Facts and Procedural History
[3] In 2017, when B.L. was six or seven years old, he developed a friendship with Danner because he was friends with Danner's nephew. Danner also lived across the street from B.L. and his mother. Danner lived with his parents in a home that had an apartment that could be accessed by using a separate outside staircase. There was also a camper on the property. For approximately four years, B.L. spent significant time at Danner's home and frequently spent the night with Danner. In 2021, when B.L. was ten or eleven years old, his mother died.
[4] After his mother's death, B.L.’s older sister obtained guardianship over B.L. and he began to live with his sister and her husband. B.L. exhibited behavioral issues both at home and at school. B.L. also tried to run away from his sister's home. On two occasions, Danner appeared in places where B.L. was playing basketball and watched B.L.

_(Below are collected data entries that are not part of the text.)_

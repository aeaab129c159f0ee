// src/store.rs

use chrono::Utc;
use tokio::sync::RwLock;
use uuid::Uuid;

use crate::{
    models::{comment::Comment, quiz::Quiz, record::QuizRecord},
    scoring,
    utils::time::clock_time,
};

/// In-memory record store.
///
/// * The quiz catalog is fixed at construction.
/// * Comments and answer records only grow; nothing is evicted.
/// * All mutation goes through the write lock, one append per call.
pub struct Store {
    quizzes: Vec<Quiz>,
    records: RwLock<Records>,
}

#[derive(Default)]
struct Records {
    comments: Vec<Comment>,
    answers: Vec<QuizRecord>,
}

/// Consistent copy of both collections, taken under one read lock.
#[derive(Debug, Clone)]
pub struct Snapshot {
    /// Insertion order (oldest first).
    pub comments: Vec<Comment>,
    /// Insertion order (oldest first).
    pub records: Vec<QuizRecord>,
}

/// An answer that has already been checked against the catalog.
#[derive(Debug)]
pub struct NewAnswer {
    pub user_name: String,
    pub user_id: String,
    pub quiz_id: String,
    pub selected_option: String,
    pub is_correct: bool,
}

impl Store {
    pub fn new(quizzes: Vec<Quiz>) -> Self {
        Self {
            quizzes,
            records: RwLock::new(Records::default()),
        }
    }

    pub fn quiz(&self, id: &str) -> Option<&Quiz> {
        self.quizzes.iter().find(|q| q.id == id)
    }

    /// Catalog in its configured order.
    pub fn quizzes(&self) -> &[Quiz] {
        &self.quizzes
    }

    pub async fn add_comment(&self, user_name: String, content: String) -> Comment {
        let now = Utc::now();
        let comment = Comment {
            id: format!("comment_{}", &Uuid::new_v4().simple().to_string()[..12]),
            user_name,
            content,
            time: clock_time(now),
            likes: 0,
            timestamp: now,
        };

        self.records.write().await.comments.push(comment.clone());
        comment
    }

    /// All comments, newest first.
    pub async fn comments(&self) -> Vec<Comment> {
        let records = self.records.read().await;
        records.comments.iter().rev().cloned().collect()
    }

    /// Adds (or withdraws) one like. Returns the new count, or `None` if no
    /// comment has that id. Withdrawing never goes below zero.
    pub async fn like_comment(&self, id: &str, liked: bool) -> Option<u64> {
        let mut records = self.records.write().await;
        let comment = records.comments.iter_mut().find(|c| c.id == id)?;

        if liked {
            comment.likes += 1;
        } else {
            comment.likes = comment.likes.saturating_sub(1);
        }

        Some(comment.likes)
    }

    /// Appends an answer record and returns it together with the user's
    /// score including this answer.
    pub async fn record_answer(&self, answer: NewAnswer) -> (QuizRecord, u64) {
        let mut records = self.records.write().await;
        // Read the clock under the lock so ids and timestamps agree.
        let now = Utc::now();

        let record = QuizRecord {
            id: records.answers.len() as u64 + 1,
            user_name: answer.user_name,
            user_id: answer.user_id,
            quiz_id: answer.quiz_id,
            selected_option: answer.selected_option,
            is_correct: answer.is_correct,
            time: clock_time(now),
            timestamp: now,
        };
        records.answers.push(record.clone());

        let score = scoring::user_score(&records.answers, &record.user_name);
        (record, score)
    }

    /// All answer records, oldest first.
    pub async fn records(&self) -> Vec<QuizRecord> {
        self.records.read().await.answers.clone()
    }

    pub async fn snapshot(&self) -> Snapshot {
        let records = self.records.read().await;
        Snapshot {
            comments: records.comments.clone(),
            records: records.answers.clone(),
        }
    }
}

[5] B.L.’s sister and her husband became concerned that Danner had molested B.L., and B.L.’s brother-in-law confided in B.L. that “stuff” had happened to him when he was younger. Tr. Vol. 2, p. 109. B.L. then disclosed that something had happened to him. Id. at 110. Shortly after that disclosure, B.L.’s sister took him to the Columbus Police Department and a law enforcement officer scheduled a forensic interview of B.L.
[6] After the interview took place, the State charged Danner with Level 1 felony child molesting,1 and the charging information provided in pertinent part:
That between January 1, 2017 through November 30, 2021 in Bartholomew County ․ the defendant, Jason S. Danner, a person of at least twenty-one (21) years of age, did knowingly or intentionally perform or submit to sexual intercourse or other sexual conduct as defined in Indiana Code Section 35-31.5-2-221.5 with VICTIM 1, a child under the age of fourteen years (14).
Appellant's App. Vol. 2, p. 17.
[7] Danner's jury trial commenced on September 24, 2025. B.L. stated that Danner had touched his penis many times when B.L. was staying with Danner. These incidents occurred in multiple bedrooms in Danner's home, in the upstairs apartment, and on one occasion in the camper. Danner threatened to hurt B.L. if he told anyone about the molestation. Tr. Vol. 2, p. 100. B.L. described an incident where he and Danner were sleeping in Danner's bedroom and B.L. woke up when Danner put his mouth on B.L.’s penis. B.L. told Danner to stop and tried to push Danner away, but Danner continued to perform oral sex on B.L. while Danner also touched his own penis. Tr. Vol. 2, pp. 102-04. B.L. testified that Danner put his mouth on B.L.’s penis many times when B.L. spent the night with Danner. Id. at 104-05. Danner testified in his own defense and denied that he had molested B.L. The jury found Danner guilty as charged.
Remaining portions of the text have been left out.